Records for the task:
+ + + + + + +
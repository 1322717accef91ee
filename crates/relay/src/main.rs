//! UDP relay server for deterministic lockstep multiplayer.
//!
//! Collects one controller record per connected peer for each tick, then
//! broadcasts the combined records to every peer.
//!
//! Usage: `cargo run -p relay [config.toml]`
//! Without a config file the relay binds `0.0.0.0:7700` and waits for four
//! players.

use std::net::UdpSocket;
use std::path::{Path, PathBuf};

use protocol::{ClientMessage, deserialize, serialize};
use relay::{RelayConfig, RelayState};
use tracing_appender::non_blocking::WorkerGuard;
use tracing_subscriber::filter::LevelFilter;
use tracing_subscriber::prelude::*;

const RECV_BUF_SIZE: usize = 1024;

fn main() {
    let config = match std::env::args().nth(1).map(PathBuf::from) {
        Some(path) => RelayConfig::load(&path)
            .unwrap_or_else(|e| panic!("failed to load {}: {e}", path.display())),
        None => RelayConfig::default(),
    };

    let level = config.level_filter().unwrap_or(LevelFilter::INFO);
    let _log_guard = init_logging(level, config.log_dir.as_deref());

    let socket = UdpSocket::bind(&config.bind_address)
        .unwrap_or_else(|e| panic!("failed to bind to {}: {e}", config.bind_address));

    tracing::info!(
        bind = %config.bind_address,
        max_players = config.max_players,
        "relay listening"
    );

    let mut state = RelayState::new(usize::from(config.max_players));
    let mut buf = [0u8; RECV_BUF_SIZE];

    loop {
        let (len, src) = match socket.recv_from(&mut buf) {
            Ok(result) => result,
            Err(e) => {
                tracing::error!(%e, "recv error");
                continue;
            }
        };

        let Some(msg) = deserialize::<ClientMessage>(&buf[..len]) else {
            tracing::warn!(%src, "bad message");
            continue;
        };

        for (addr, reply) in state.handle(src, msg) {
            if let Err(e) = socket.send_to(&serialize(&reply), addr) {
                tracing::warn!(%addr, %e, "send failed");
            }
        }
    }
}

/// Logs to stdout, and to a daily rolling file when `log_dir` is set. The
/// returned guard flushes the file writer on drop.
fn init_logging(level: LevelFilter, log_dir: Option<&Path>) -> Option<WorkerGuard> {
    let stdout = tracing_subscriber::fmt::layer().with_filter(level);

    let Some(dir) = log_dir else {
        tracing_subscriber::registry().with(stdout).init();
        return None;
    };

    let appender = tracing_appender::rolling::daily(dir, "relay.log");
    let (writer, guard) = tracing_appender::non_blocking(appender);
    let file = tracing_subscriber::fmt::layer()
        .with_ansi(false)
        .with_writer(writer)
        .with_filter(level);
    tracing_subscriber::registry().with(stdout).with(file).init();
    Some(guard)
}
+ + + + + + +
What needs to be done: Please transcribe exactly the lines above from the line that has "use std::net::UdpSocket;" up to and including the line that has "let config = match"; no other line belongs in the answer.

Task output:
use std::net::UdpSocket;
use std::path::{Path, PathBuf};

use protocol::{ClientMessage, deserialize, serialize};
use relay::{RelayConfig, RelayState};
use tracing_appender::non_blocking::WorkerGuard;
use tracing_subscriber::filter::LevelFilter;
use tracing_subscriber::prelude::*;

const RECV_BUF_SIZE: usize = 1024;

fn main() {
    let config = match std::env::args().nth(1).map(PathBuf::from) {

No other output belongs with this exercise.